Phishing EmailsPosted on: Sep 26, 2017
Phishing email messages has been observed to periodically appear in Concordia University of Edmonton email Inboxes. Please be aware that these phishing emails intend to lure you into giving your login credentials or financial information to supposedly reputable entities or individuals. Being aware of what to look for is one of the most important safeguards to prevent being a victim of phishing.
Some of the things to watch out for include:
1. Check for the email sender address
2. The email usually use generic greetings
3. There is an alarming message tone to the email asking for immediate information/response
4. Be wary of spelling/grammatical mistakes in the message
5. If a hyperlink is part of the message, hover your mouse (do not click) over the hyperlink contained in the email; it may be redirecting you to a different website
Checking the sender address
Although the display name of the sender says email@example.com (or an actual person’s name), the actual sender of the email is firstname.lastname@example.org
Message contains alarming message asking for an immediate response
Demand for immediate an action/information because an alarming situation has arisen is usually the main ploy of phishing emails so that the recipient has little time to think things through.

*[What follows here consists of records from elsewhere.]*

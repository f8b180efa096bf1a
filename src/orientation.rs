use std::f32::consts::FRAC_PI_4;

use serde::{Deserialize, Serialize};

use crate::error::{Result, TelemetryError};
use crate::quaternion::Quaternion;
use crate::types::{Sample, GRAVITY, SMOOTHING};

/// Algoritmo de estimación
#[derive(Clone, Copy, Debug, PartialEq, Eq, Default, Serialize, Deserialize)]
#[serde(rename_all = "snake_case")]
pub enum EstimatorMode {
    /// Pitch y roll a partir del vector de aceleración normalizado, sin suavizado
    Tilt,
    /// Ángulo de balanceo suavizado a partir de un solo eje
    #[default]
    Swing,
    /// Hombro y codo derivados del mismo escalar suavizado
    TwoJoint,
}

#[derive(Clone, Debug, PartialEq, Serialize, Deserialize)]
#[serde(default)]
pub struct OrientationConfig {
    pub mode: EstimatorMode,
    /// Canal que alimenta la estimación
    pub channel: String,
    /// Campos (x, y, z) para el modo Tilt
    pub tilt_fields: [String; 3],
    /// Campo que mueve el balanceo en los modos Swing y TwoJoint
    pub swing_field: String,
    /// 9.81 para aceleración, 90 para un pitch en grados
    pub reference_scale: f32,
    pub smoothing: f32,
    /// Ángulo máximo del hombro (rad)
    pub shoulder_span: f32,
    /// codo = hombro / elbow_ratio
    pub elbow_ratio: f32,
}

impl Default for OrientationConfig {
    fn default() -> Self {
        Self {
            mode: EstimatorMode::default(),
            channel: "accelerometer".to_string(),
            tilt_fields: ["Ax".to_string(), "Ay".to_string(), "Az".to_string()],
            swing_field: "Az".to_string(),
            reference_scale: GRAVITY,
            smoothing: SMOOTHING,
            shoulder_span: FRAC_PI_4,
            elbow_ratio: 1.5,
        }
    }
}

impl OrientationConfig {
    /// Campos que debe tener el canal según el modo
    pub fn required_fields(&self) -> Vec<&str> {
        match self.mode {
            EstimatorMode::Tilt => self.tilt_fields.iter().map(|f| f.as_str()).collect(),
            EstimatorMode::Swing | EstimatorMode::TwoJoint => vec![self.swing_field.as_str()],
        }
    }
}

/// Ángulos estimados, en radianes
#[derive(Clone, Copy, Debug, PartialEq, Serialize)]
#[serde(tag = "mode", rename_all = "snake_case")]
pub enum Orientation {
    Tilt { pitch: f32, roll: f32 },
    Swing { angle: f32 },
    TwoJoint { shoulder: f32, elbow: f32 },
}

/// Rotaciones de las articulaciones del avatar
#[derive(Clone, Copy, Debug, PartialEq, Serialize)]
pub struct JointRotations {
    pub shoulder: Quaternion,
    pub elbow: Quaternion,
}

impl Orientation {
    pub fn joint_rotations(&self) -> JointRotations {
        match *self {
            Orientation::Tilt { pitch, roll } => JointRotations {
                shoulder: Quaternion::about_x(pitch).mul(Quaternion::about_y(roll)),
                elbow: Quaternion::about_z(roll),
            },
            Orientation::Swing { angle } => {
                let swing = Quaternion::about_z(angle);
                JointRotations {
                    shoulder: swing,
                    elbow: swing,
                }
            }
            Orientation::TwoJoint { shoulder, elbow } => JointRotations {
                shoulder: Quaternion::about_z(shoulder),
                elbow: Quaternion::about_z(elbow),
            },
        }
    }
}

/// Estimador de orientación del brazo.
///
/// Mantiene el ángulo suavizado entre muestras; una entrada degenerada
/// deja el estado como estaba.
pub struct OrientationEstimator {
    config: OrientationConfig,
    smoothed: f32,
    last: Option<Orientation>,
}

impl OrientationEstimator {
    pub fn new(config: OrientationConfig) -> Self {
        Self {
            config,
            smoothed: 0.0,
            last: None,
        }
    }

    pub fn config(&self) -> &OrientationConfig {
        &self.config
    }

    /// Ángulo suavizado actual (rad)
    pub fn smoothed(&self) -> f32 {
        self.smoothed
    }

    /// Última orientación emitida
    pub fn current(&self) -> Option<Orientation> {
        self.last
    }

    pub fn reset(&mut self) {
        self.smoothed = 0.0;
        self.last = None;
    }

    /// Pitch y roll a partir de la aceleración (modo Tilt)
    pub fn estimate_tilt(&self, ax: f32, ay: f32, az: f32) -> Result<Orientation> {
        // hypot evita overflow/underflow de los cuadrados en f32
        let magnitude = ax.hypot(ay).hypot(az);
        if !magnitude.is_finite() || magnitude == 0.0 {
            return Err(TelemetryError::DegenerateInput("vector de aceleración nulo"));
        }

        let nx = ax / magnitude;
        let ny = ay / magnitude;
        let nz = az / magnitude;

        let pitch = ny.atan2(nz);
        let roll = (-nx).atan2((ny * ny + nz * nz).sqrt());
        Ok(Orientation::Tilt { pitch, roll })
    }

    /// Avanza el filtro exponencial y retorna el ángulo de balanceo
    pub fn estimate_swing(&mut self, value: f32) -> Result<f32> {
        if !value.is_finite() {
            return Err(TelemetryError::DegenerateInput("valor de balanceo no finito"));
        }

        let normalized = (value / self.config.reference_scale).clamp(-1.0, 1.0);
        let target = normalized * self.config.shoulder_span;
        let alpha = self.config.smoothing;
        self.smoothed = self.smoothed * (1.0 - alpha) + target * alpha;
        Ok(self.smoothed)
    }

    /// Hombro y codo a partir del mismo escalar suavizado
    pub fn estimate_joints(&mut self, value: f32) -> Result<(f32, f32)> {
        let shoulder = self.estimate_swing(value)?;
        Ok((shoulder, shoulder / self.config.elbow_ratio))
    }

    /// Estima a partir de una muestra del canal configurado
    pub fn update(&mut self, sample: &Sample) -> Result<Orientation> {
        let orientation = match self.config.mode {
            EstimatorMode::Tilt => {
                let [fx, fy, fz] = &self.config.tilt_fields;
                let ax = self.field(sample, fx)?;
                let ay = self.field(sample, fy)?;
                let az = self.field(sample, fz)?;
                self.estimate_tilt(ax, ay, az)?
            }
            EstimatorMode::Swing => {
                let value = self.field(sample, &self.config.swing_field)?;
                Orientation::Swing {
                    angle: self.estimate_swing(value)?,
                }
            }
            EstimatorMode::TwoJoint => {
                let value = self.field(sample, &self.config.swing_field)?;
                let (shoulder, elbow) = self.estimate_joints(value)?;
                Orientation::TwoJoint { shoulder, elbow }
            }
        };

        self.last = Some(orientation);
        Ok(orientation)
    }

    fn field(&self, sample: &Sample, name: &str) -> Result<f32> {
        sample.get(name).ok_or_else(|| {
            TelemetryError::InvalidConfig(format!(
                "el canal '{}' no tiene el campo '{}'",
                sample.channel, name
            ))
        })
    }
}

Having a hyperlink in the email message
It is worth checking the link before actually clicking on it. By hovering your mouse over the link (do not click it), you can display the actual URL to which the link will direct you to if you had clicked on the hyperlink. In this example the link will redirect you to http://www.igign.com/login
If it is a URL that is not related to the email, there is a good chance it is a phishing message. It is better to err on caution, and better to be safe.
If you are absolutely sure that the message your received is a phishing email, you can directly report it to Google, by clicking on the More options button, and click on Report phishing.
If you have any apprehension as to the legitimacy of the received email, do not click on any links within the email, nor open any attachments, but forward the email to email@example.com
Also, please note that IT Services will never ask for your password in any communication.